[[ Records to use open ]]
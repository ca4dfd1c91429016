//! Helpers for asserting on rendered metrics without a global recorder.
//!
//! ```rust,ignore
//! let recorder = observability::testing::local_recorder();
//! metrics::with_local_recorder(&recorder, || TaskMetrics::started("Get documents"));
//! let rendered = recorder.handle().render();
//! assert_eq!(sample_value(&rendered, "mongodb_client_test_started_tasks_total", &[]), Some(1.0));
//! ```

use metrics_exporter_prometheus::PrometheusRecorder;

use crate::{MetricsLabels, prometheus_builder};

/// Recorder configured like the global one, for use with `metrics::with_local_recorder`
pub fn local_recorder() -> PrometheusRecorder {
    prometheus_builder(&MetricsLabels::new("3.4.1"))
        .expect("valid bucket layout")
        .build_recorder()
}

/// Value of the first sample of `name` whose labels contain all of `labels`
pub fn sample_value(rendered: &str, name: &str, labels: &[&str]) -> Option<f64> {
    rendered
        .lines()
        .filter(|line| !line.starts_with('#'))
        .filter(|line| {
            line.split(['{', ' ']).next() == Some(name)
                && labels.iter().all(|label| line.contains(label))
        })
        .find_map(|line| line.rsplit(' ').next()?.parse().ok())
}
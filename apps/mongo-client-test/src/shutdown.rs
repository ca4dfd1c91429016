//! Process shutdown on SIGINT / SIGTERM / SIGHUP.

use tokio::signal;
use tokio::sync::watch;
use tracing::{error, info};

/// Wait for one unix signal. A handler that cannot be installed is logged
/// and never fires.
#[cfg(unix)]
async fn unix_signal(kind: signal::unix::SignalKind, name: &str) {
    match signal::unix::signal(kind) {
        Ok(mut stream) => {
            stream.recv().await;
        }
        Err(e) => {
            error!(error = %e, "Failed to install {name} handler");
            std::future::pending::<()>().await;
        }
    }
}

/// Completes on Ctrl+C (SIGINT), SIGTERM or SIGHUP.
///
/// A handler that cannot be installed is logged and never fires; the
/// others still work.
pub async fn shutdown_signal() {
    let ctrl_c = async {
        if let Err(e) = signal::ctrl_c().await {
            error!(error = %e, "Failed to install Ctrl+C handler");
            std::future::pending::<()>().await;
        }
    };

    #[cfg(unix)]
    let terminate = unix_signal(signal::unix::SignalKind::terminate(), "SIGTERM");
    #[cfg(unix)]
    let hangup = unix_signal(signal::unix::SignalKind::hangup(), "SIGHUP");

    #[cfg(not(unix))]
    let terminate = std::future::pending::<()>();
    #[cfg(not(unix))]
    let hangup = std::future::pending::<()>();

    tokio::select! {
        _ = ctrl_c => {
            info!("Received SIGINT (Ctrl+C), initiating graceful shutdown");
        },
        _ = terminate => {
            info!("Received SIGTERM, initiating graceful shutdown");
        },
        _ = hangup => {
            info!("Received SIGHUP, initiating graceful shutdown");
        },
    }
}

/// Flip a watch channel to `true` once a signal arrives.
///
/// Subscribers check the flag between cycles or await [`wait_for_shutdown`].
pub fn listen_for_signals() -> watch::Receiver<bool> {
    let (tx, rx) = watch::channel(false);
    tokio::spawn(async move {
        shutdown_signal().await;
        let _ = tx.send(true);
    });
    rx
}

/// Completes once the flag is set or every sender is gone
pub async fn wait_for_shutdown(mut shutdown: watch::Receiver<bool>) {
    let _ = shutdown.wait_for(|stop| *stop).await;
}
use async_trait::async_trait;
use mongodb::bson::Document;

use super::error::SampleResult;
use super::models::Sample;

/// Data access for the sample collection
#[cfg_attr(test, mockall::automock)]
#[async_trait]
pub trait SampleRepository: Send + Sync {
    /// Up to `limit` documents, unfiltered and untyped
    async fn find(&self, limit: i64) -> SampleResult<Vec<Document>>;

    /// Whether the collection exists in the database
    async fn collection_exists(&self) -> SampleResult<bool>;

    async fn count(&self) -> SampleResult<u64>;

    /// Insert samples, returning how many were written
    async fn insert_many(&self, samples: Vec<Sample>) -> SampleResult<usize>;
}
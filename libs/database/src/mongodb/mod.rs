//! MongoDB database connector and utilities
//!
//! Provides connection management and the mapping from driver SDAM events
//! to listener callbacks.

mod config;
mod connector;
pub mod events;

pub use config::MongoConfig;
pub use connector::{MongoError, connect_from_config, resolve_database};
pub use events::{DriverEvent, DriverEventListener, EventDispatcher, TopologyKind, node_name};

// Re-export MongoDB types for convenience
pub use mongodb::{Client, Collection, Database};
[[ Records to use closed ]]
== What the task asks ==
Each line above that has the word "rendered" should be copied.

== Problem solution ==
//! Helpers for asserting on rendered metrics without a global recorder.
//! let rendered = recorder.handle().render();
//! assert_eq!(sample_value(&rendered, "mongodb_client_test_started_tasks_total", &[]), Some(1.0));
pub fn sample_value(rendered: &str, name: &str, labels: &[&str]) -> Option<f64> {
    rendered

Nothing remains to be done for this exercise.